The general development plan shall set forth the square
footage of nonresidential uses according to a timing schedule which
sets forth the timing of the various sections of the development.
The planned development shall be developed in accordance with the
general development plan approved by the Planning Board notwithstanding
any provision of N.J.S.A. 40:55D-1 or any ordinance or regulations
adopted pursuant thereto after the effective date of the approval.
C.
In the event that the developer seeks to modify the
proposed timing schedule, such modification shall require the approval
of the Planning Board. The Planning Board shall, in deciding whether
or not to grant approval of the modification, take into consideration
prevailing economic and market conditions, anticipated and actual
needs for the residential units within the Township and the region
and the availability and capacity of public facilities to accommodate
the proposed development.
D.
Except as provided hereunder, the developer shall
be required to gain the prior approval of the Planning Board if, after
the approval of the general development plan, the developer wishes
to make any variation in the location of land uses within the planned
development or to increase the square footage of nonresidential development
in any section of the planned development.

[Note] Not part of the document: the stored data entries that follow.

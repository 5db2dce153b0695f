//! Batch export: aggregate every document against its own sources and
//! summarise the sources seen across the batch.

use std::collections::{BTreeMap, HashSet};

use chrono::{DateTime, NaiveDate, NaiveDateTime};
use rayon::prelude::*;
use serde::Serialize;
use tracing::{debug, info, instrument};

use crate::analysis::{self, CombinedAnalysis, SourceAnalysis, SourceInsight};
use crate::config::AggregationConfig;
use crate::dedup::dedup_by_title;
use crate::document::{PolicyDocument, RawSource};
use crate::guidance::{InstitutionGuidance, InstitutionGuidanceGenerator};
use crate::impact::{self, ConsensusImpact};
use crate::reference::ExtractedSource;
use crate::source::{NormalizedSource, SourceNormalizer};
use crate::ExportError;

/// Fields added to every exported record. Base-document fields with these
/// names are dropped so the aggregate wins.
pub const EXPORT_FIELDS: &[&str] = &[
    "sources",
    "source_insights",
    "source_analysis",
    "simplified_impact_areas",
    "institution_specific_guidance",
    "source_aware_impact_analysis",
    "integrated_analysis",
    "implementation_resources",
];

/// Supplies the raw source records of a document.
///
/// Implemented by the storage collaborator; the only fallible step of an
/// export.
pub trait SourceProvider {
    type Error: std::error::Error + Send + Sync + 'static;

    fn sources_for(&self, document: &PolicyDocument) -> Result<Vec<RawSource>, Self::Error>;
}

/// A reference's title and link, attributed to its source.
#[derive(Debug, Clone, PartialEq, Serialize)]
pub struct ResourceLink {
    pub title: String,
    pub url: String,
    pub source: String,
}

/// A document's base fields with the aggregate attached.
#[derive(Debug, Clone, PartialEq, Serialize)]
pub struct ExportedDocument {
    #[serde(flatten)]
    pub document: PolicyDocument,
    pub sources: Vec<NormalizedSource>,
    pub source_insights: BTreeMap<String, SourceInsight>,
    pub source_analysis: SourceAnalysis,
    pub simplified_impact_areas: BTreeMap<String, ConsensusImpact>,
    pub institution_specific_guidance: BTreeMap<String, InstitutionGuidance>,
    pub source_aware_impact_analysis: BTreeMap<String, ConsensusImpact>,
    pub integrated_analysis: CombinedAnalysis,
    pub implementation_resources: Vec<ResourceLink>,
}

/// One row of the source-metadata summary.
#[derive(Debug, Clone, PartialEq, Serialize)]
pub struct SourceSummary {
    pub name: String,
    pub abbreviation: String,
    pub url: String,
    /// Documents referencing this source, each counted once.
    pub document_count: u64,
    pub latest_fetch_date: Option<String>,
}

#[derive(Debug, Clone, Default, PartialEq, Serialize)]
pub struct ExportBatch {
    pub documents: Vec<ExportedDocument>,
    pub source_summary: Vec<SourceSummary>,
}

/// Runs normalisation, extraction, and aggregation for documents.
pub struct Exporter {
    config: AggregationConfig,
}

impl Exporter {
    pub fn new(config: AggregationConfig) -> Self {
        Self { config }
    }

    pub fn config(&self) -> &AggregationConfig {
        &self.config
    }

    /// Aggregate one document against its sources.
    #[instrument(skip_all, fields(document = %document.id, sources = raw_sources.len()))]
    pub fn aggregate(&self, mut document: PolicyDocument, raw_sources: Vec<RawSource>) -> ExportedDocument {
        for field in EXPORT_FIELDS {
            if document.extra.remove(*field).is_some() {
                debug!(field, "base field shadowed by aggregate, dropping");
            }
        }

        let normalizer = SourceNormalizer::new(&self.config);
        let extracted: Vec<ExtractedSource> = raw_sources
            .into_iter()
            .map(|raw| ExtractedSource::new(normalizer.normalize(raw)))
            .collect();

        let impact_areas =
            impact::aggregate_impact_areas(&self.config.canonical_impact_areas, &extracted);
        let guidance = InstitutionGuidanceGenerator::new(&self.config).generate(&document, &extracted);
        let combined = analysis::compose(&self.config, &document, &extracted);

        debug!(
            references = extracted.iter().map(|s| s.references.len()).sum::<usize>(),
            areas = impact_areas.len(),
            institutions = guidance.len(),
            "aggregated document"
        );

        ExportedDocument {
            source_insights: analysis::source_insights(&extracted),
            source_analysis: SourceAnalysis::from(&combined),
            simplified_impact_areas: impact::rated_areas(&impact_areas),
            institution_specific_guidance: guidance,
            source_aware_impact_analysis: impact_areas,
            integrated_analysis: combined,
            implementation_resources: resource_links(&extracted),
            sources: extracted.into_iter().map(|s| s.source).collect(),
            document,
        }
    }

    /// Fetch each document's sources, then aggregate the batch in parallel.
    ///
    /// Output order matches input order. A provider failure aborts the batch.
    pub fn export_batch<P: SourceProvider>(
        &self,
        documents: Vec<PolicyDocument>,
        provider: &P,
    ) -> Result<ExportBatch, ExportError> {
        let fetched = documents
            .into_iter()
            .map(|document| match provider.sources_for(&document) {
                Ok(sources) => Ok((document, sources)),
                Err(e) => Err(ExportError::Sources {
                    document_id: document.id.clone(),
                    source: Box::new(e),
                }),
            })
            .collect::<Result<Vec<_>, _>>()?;

        info!(documents = fetched.len(), "aggregating batch");
        let documents: Vec<ExportedDocument> = fetched
            .into_par_iter()
            .map(|(document, sources)| self.aggregate(document, sources))
            .collect();

        let source_summary = summarize_sources(&documents);
        info!(
            documents = documents.len(),
            sources = source_summary.len(),
            "batch aggregated"
        );
        Ok(ExportBatch {
            documents,
            source_summary,
        })
    }
}

/// Title/URL links of every reference, deduplicated by title.
fn resource_links(sources: &[ExtractedSource]) -> Vec<ResourceLink> {
    let links: Vec<ResourceLink> = sources
        .iter()
        .flat_map(|s| s.references.iter().map(move |r| (s.code(), r)))
        .filter(|(_, r)| !r.title.is_empty() || !r.url.is_empty())
        .map(|(code, r)| ResourceLink {
            title: if r.title.is_empty() { r.url.clone() } else { r.title.clone() },
            url: r.url.clone(),
            source: code.to_string(),
        })
        .collect();
    dedup_by_title(links, |link| link.title.as_str())
}

/// Summarise sources across exported documents, sorted by name.
pub fn summarize_sources(documents: &[ExportedDocument]) -> Vec<SourceSummary> {
    let mut summary: BTreeMap<String, SourceSummary> = BTreeMap::new();

    for doc in documents {
        let mut counted: HashSet<&str> = HashSet::new();
        for source in &doc.sources {
            let row = summary
                .entry(source.name.clone())
                .or_insert_with(|| SourceSummary {
                    name: source.name.clone(),
                    abbreviation: source.abbreviation.clone(),
                    url: source.url.clone(),
                    document_count: 0,
                    latest_fetch_date: None,
                });
            if counted.insert(source.name.as_str()) {
                row.document_count += 1;
            }
            if row.url.is_empty() && !source.url.is_empty() {
                row.url = source.url.clone();
            }
            let date = source.fetch_date.trim();
            if date.is_empty() {
                continue;
            }
            let newer = match &row.latest_fetch_date {
                Some(current) => is_later(date, current),
                None => true,
            };
            if newer {
                row.latest_fetch_date = Some(date.to_string());
            }
        }
    }

    summary.into_values().collect()
}

fn fetch_timestamp(s: &str) -> Option<NaiveDateTime> {
    DateTime::parse_from_rfc3339(s)
        .map(|dt| dt.naive_utc())
        .ok()
        .or_else(|| NaiveDateTime::parse_from_str(s, "%Y-%m-%dT%H:%M:%S%.f").ok())
        .or_else(|| NaiveDateTime::parse_from_str(s, "%Y-%m-%d %H:%M:%S%.f").ok())
        .or_else(|| {
            NaiveDate::parse_from_str(s, "%Y-%m-%d")
                .ok()
                .and_then(|d| d.and_hms_opt(0, 0, 0))
        })
}

/// Chronological when both dates parse; a parsable date beats an
/// unparsable one; otherwise lexical.
fn is_later(candidate: &str, current: &str) -> bool {
    match (fetch_timestamp(candidate), fetch_timestamp(current)) {
        (Some(a), Some(b)) => a > b,
        (Some(_), None) => true,
        (None, Some(_)) => false,
        (None, None) => candidate > current,
    }
}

Any variation in the location
of land uses or increase in the density proposed in reaction to a
negative decision of, or condition of, development approval imposed
by the Department of Environmental Protection pursuant to P.L. 1973,
c.185 (N.J.S.A. 13:19-1 et seq.), shall be approved by the Planning
Board if the developer can demonstrate to the satisfaction of the
Planning Board that the variation being proposed is a direct result
of such determination by the New Jersey Department of Environmental
Protection (NJDEP), as the case may be.
E.
Once a general development plan has been approved
by the Planning Board, annual written and oral status reports shall
be delivered by the landowner to both the Planning Board and Township
Council at approximate twelve-month intervals subsequent to the date
of approval and prior to the completion of the development. Moreover,
the general development plan may be amended or revised only pursuant
to approval by the Planning Board of an application submitted by the
developer, except that a developer, without violating the terms of
the approval pursuant to this article, may, in undertaking any section
of the planned development, reduce the amounts of nonresidential floor
space by no more than 15%.
F.
Upon the completion of each section of the development
as set forth in the approved general development plan, the developer
shall notify the administrative officer, by certified mail, as evidence
that the developer is fulfilling his obligations under the approved
plan. For the purpose of this section, "completion" of any section
of the development shall mean that the developer has acquired a certificate
of occupancy for every residential unit and nonresidential building
as set forth in Section 15 of P.L. 1975 c. 217, and the approved general
development plan pursuant to P.L. 1975, c. 217 (N.J.S.A. 52:27D -
133). If a developer does not complete any section of the planned
development within eight months of the date provided for in the approved
plan, or if at any time the Township has cause to believe that the
developer is not fulfilling his obligations pursuant to the approved
plan, the Township shall notify the developer, by certified mail,
and the developer shall have 10 days within which to give evidence
he is fulfilling his obligation pursuant to the approved plan. The
Township thereafter shall conduct a hearing to determine whether or
not the developer is in violation of the approved plan. If, after
such a hearing, the Township finds good cause to terminate the approval,
it shall provide written notice of same to the developer and the approval
shall be terminated 30 days thereafter.
G.
In the event that a developer who has general development
plan approval does not apply for preliminary approval for the planned
development which is the subject of that general development plan
within five years of the date upon which the general development plan
has been approved by the Planning Board, the Township shall have cause
to terminate the approval.
H.
In the event that a planned development, which is
the subject of an approved general development plan, is completed
before the end of the term of the approval, the approval shall terminate
with the completion of the development. For the purposes of this section,
a development shall be considered complete on the date upon which
a certificate of occupancy has been issued for the final structure
in the last section of the development in accordance with the timing
schedule set forth in the approved general development plan and the
developer has fulfilled all of his obligations pursuant to the approval,
including release of all performance bonds.
I.
No portion of any lands having received general development
plan approval shall be conveyed separately from the entire lands having
received general development plan approval until said portion has
received formal preliminary site plan approval.
A.
General development plan. At the time of submission
of the general development plan, the applicant shall pay a fee of
$5,000. In addition, each applicant shall deposit in cash the sum
of $50 per acre or fraction thereof included in the tract with the
Planning Board Secretary to be place in escrow by the Township to
cover the cost of professional review by professionals, including
the Mount Laurel Fire Official or other person so designated by the
Mount Laurel Fire Commission, employed by the Planning Board to make
said review and inspections. Sums not utilized in review and in the
inspection process shall be returned to the applicant from the escrow.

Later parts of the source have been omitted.